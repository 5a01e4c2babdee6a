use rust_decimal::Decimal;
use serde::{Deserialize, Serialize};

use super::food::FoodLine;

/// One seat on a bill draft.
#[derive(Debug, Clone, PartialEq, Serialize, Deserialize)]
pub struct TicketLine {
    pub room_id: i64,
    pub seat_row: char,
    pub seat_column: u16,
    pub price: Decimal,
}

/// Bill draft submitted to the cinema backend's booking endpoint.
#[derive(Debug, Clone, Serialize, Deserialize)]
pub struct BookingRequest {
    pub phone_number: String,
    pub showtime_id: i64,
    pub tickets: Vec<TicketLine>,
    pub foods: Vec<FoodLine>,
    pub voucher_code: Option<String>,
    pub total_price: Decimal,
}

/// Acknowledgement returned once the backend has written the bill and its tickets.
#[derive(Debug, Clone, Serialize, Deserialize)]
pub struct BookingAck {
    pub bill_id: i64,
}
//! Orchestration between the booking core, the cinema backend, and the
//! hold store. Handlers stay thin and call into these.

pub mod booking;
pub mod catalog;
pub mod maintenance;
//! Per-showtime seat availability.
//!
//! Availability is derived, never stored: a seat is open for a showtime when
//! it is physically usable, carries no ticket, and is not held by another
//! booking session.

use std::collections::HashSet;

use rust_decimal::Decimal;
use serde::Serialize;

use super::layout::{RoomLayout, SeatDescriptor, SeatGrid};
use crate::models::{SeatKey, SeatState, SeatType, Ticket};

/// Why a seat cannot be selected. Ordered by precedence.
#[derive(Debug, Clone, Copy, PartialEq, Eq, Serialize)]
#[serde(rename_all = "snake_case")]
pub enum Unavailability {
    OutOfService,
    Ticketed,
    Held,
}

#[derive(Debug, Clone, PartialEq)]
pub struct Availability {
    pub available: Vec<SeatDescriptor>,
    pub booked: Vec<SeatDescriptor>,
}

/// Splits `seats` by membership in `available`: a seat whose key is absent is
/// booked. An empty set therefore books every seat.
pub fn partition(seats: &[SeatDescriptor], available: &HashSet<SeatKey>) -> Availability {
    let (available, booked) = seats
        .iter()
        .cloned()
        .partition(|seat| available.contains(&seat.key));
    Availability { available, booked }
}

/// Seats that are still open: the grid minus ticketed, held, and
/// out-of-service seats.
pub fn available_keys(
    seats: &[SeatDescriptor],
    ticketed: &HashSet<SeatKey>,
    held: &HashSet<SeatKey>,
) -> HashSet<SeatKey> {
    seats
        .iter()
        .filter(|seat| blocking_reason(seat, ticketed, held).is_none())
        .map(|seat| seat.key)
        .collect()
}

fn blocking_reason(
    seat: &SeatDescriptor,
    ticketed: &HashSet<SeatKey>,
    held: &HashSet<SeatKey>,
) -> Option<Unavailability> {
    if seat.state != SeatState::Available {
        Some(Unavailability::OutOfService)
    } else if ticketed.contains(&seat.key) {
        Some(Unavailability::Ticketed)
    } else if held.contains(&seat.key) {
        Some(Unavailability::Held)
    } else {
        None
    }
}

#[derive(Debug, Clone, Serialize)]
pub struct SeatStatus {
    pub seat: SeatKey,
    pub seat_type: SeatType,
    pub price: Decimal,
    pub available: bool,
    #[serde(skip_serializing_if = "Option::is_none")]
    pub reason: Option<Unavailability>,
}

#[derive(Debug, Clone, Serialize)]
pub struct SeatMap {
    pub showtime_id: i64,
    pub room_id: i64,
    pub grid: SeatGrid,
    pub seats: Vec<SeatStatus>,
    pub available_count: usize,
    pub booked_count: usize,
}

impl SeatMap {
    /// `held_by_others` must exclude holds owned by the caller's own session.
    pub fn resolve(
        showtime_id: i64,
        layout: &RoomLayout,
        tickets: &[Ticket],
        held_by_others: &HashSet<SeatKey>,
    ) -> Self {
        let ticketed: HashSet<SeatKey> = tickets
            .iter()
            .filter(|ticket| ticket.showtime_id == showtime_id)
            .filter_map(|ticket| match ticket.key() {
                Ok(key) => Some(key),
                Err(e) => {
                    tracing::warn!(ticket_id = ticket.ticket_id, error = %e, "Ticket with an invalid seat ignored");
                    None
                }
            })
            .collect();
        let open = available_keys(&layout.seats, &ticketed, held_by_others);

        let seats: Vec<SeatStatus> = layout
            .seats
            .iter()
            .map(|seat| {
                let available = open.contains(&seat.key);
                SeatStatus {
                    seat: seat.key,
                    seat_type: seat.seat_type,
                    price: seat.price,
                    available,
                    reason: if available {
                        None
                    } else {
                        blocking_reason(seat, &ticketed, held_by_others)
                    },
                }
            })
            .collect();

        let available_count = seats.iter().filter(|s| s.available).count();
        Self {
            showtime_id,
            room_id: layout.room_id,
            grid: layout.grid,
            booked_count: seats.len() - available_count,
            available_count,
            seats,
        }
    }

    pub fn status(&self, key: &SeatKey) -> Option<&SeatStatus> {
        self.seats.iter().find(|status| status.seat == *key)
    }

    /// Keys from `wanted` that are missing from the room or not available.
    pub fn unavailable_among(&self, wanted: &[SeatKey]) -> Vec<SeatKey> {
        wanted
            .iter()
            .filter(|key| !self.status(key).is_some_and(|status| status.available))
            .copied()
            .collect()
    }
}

_Problem details_.
Whenever the word "Unavailability" appears in a line of the listing, copy out that line.

_Written response_.
pub enum Unavailability {
) -> Option<Unavailability> {
        Some(Unavailability::OutOfService)
        Some(Unavailability::Ticketed)
        Some(Unavailability::Held)
    pub reason: Option<Unavailability>,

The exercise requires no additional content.